17β-estradiol and progesterone effect on human papillomavirus 16 positive cells grown as spheroid co-cultures

  • Merja Ruutu
  • Jaana Rautava
  • Aaro Turunen
  • Teemu Tirri
  • Stina Syrjänen
Original Article
  • 125 Downloads

Abstract

Human papillomavirus (HPV) is the key epidemiologic factor of cervical cancer, but additional cofactors are mandatory. Estrogen has been considered as one of those. Here, the aim was to study the effects of steroid hormones on HPV16 E6–E7, estradiol receptors ERα and ERβ, and progesterone receptor (PR) in HPV16-positive cervical carcinoma cell lines SiHa and CaSki grown as epithelial and fibroblast spheroid co-cultures.
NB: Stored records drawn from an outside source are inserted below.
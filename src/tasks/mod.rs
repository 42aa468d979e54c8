//! Background Tasks Module
//!
//! Contains the tasks that run alongside the cache.
//!
//! # Tasks
//! - Version Sync: Polls the origin's version token and invalidates on change

mod events;
mod version_sync;

pub use events::{InvalidationEvent, Invalidations, Subscription};
pub use version_sync::VersionMonitor;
The spheroid co-cultures were exposured to 17β-estradiol or progesterone from day 7 onwards. mRNA levels of HPV16 E6–E7, ERα, ERβ and PR normalized against GAPDH were analyzed with quantitative reverse transcription–qPCR (RT-qPCR). 17β-estradiol and progesterone decreased HPV16 E6–E7 mRNA expression in CaSki and increased in SiHA co-cultures. In CaSki co-cultures, ERβ expression was blocked after 17β-estradiol exposure while in SiHa cells it slightly increased ERβ expression. PR expression was seen only in CaSki spheroids and it vanished after exposure to steroid hormones. Fibroblasts expressed all three hormone receptors as monolayers but ERβ expression decreased and ERα and PR vanished after co-culturing. Cell culturing platform changes both oncogene and hormone receptor expression in HPV16 positive cervical cancer cell lines. This needs to be considered when in vitro results are extrapolated to in vivo situations.

Keywords

Steroid hormones HPV Tissue culture Spheroid culture Cervical carcinoma 

Notes

Acknowledgements

We thank Mariia Valkama from her skillful technical assistance in cell cultures. We thank the following research grants: Government Special Foundation for the Turku University Central Hospital, Turku, Finland, Turku; University Foundation, Turku, Finland; Cancer Foundations of Western Finland, Turku, Finland.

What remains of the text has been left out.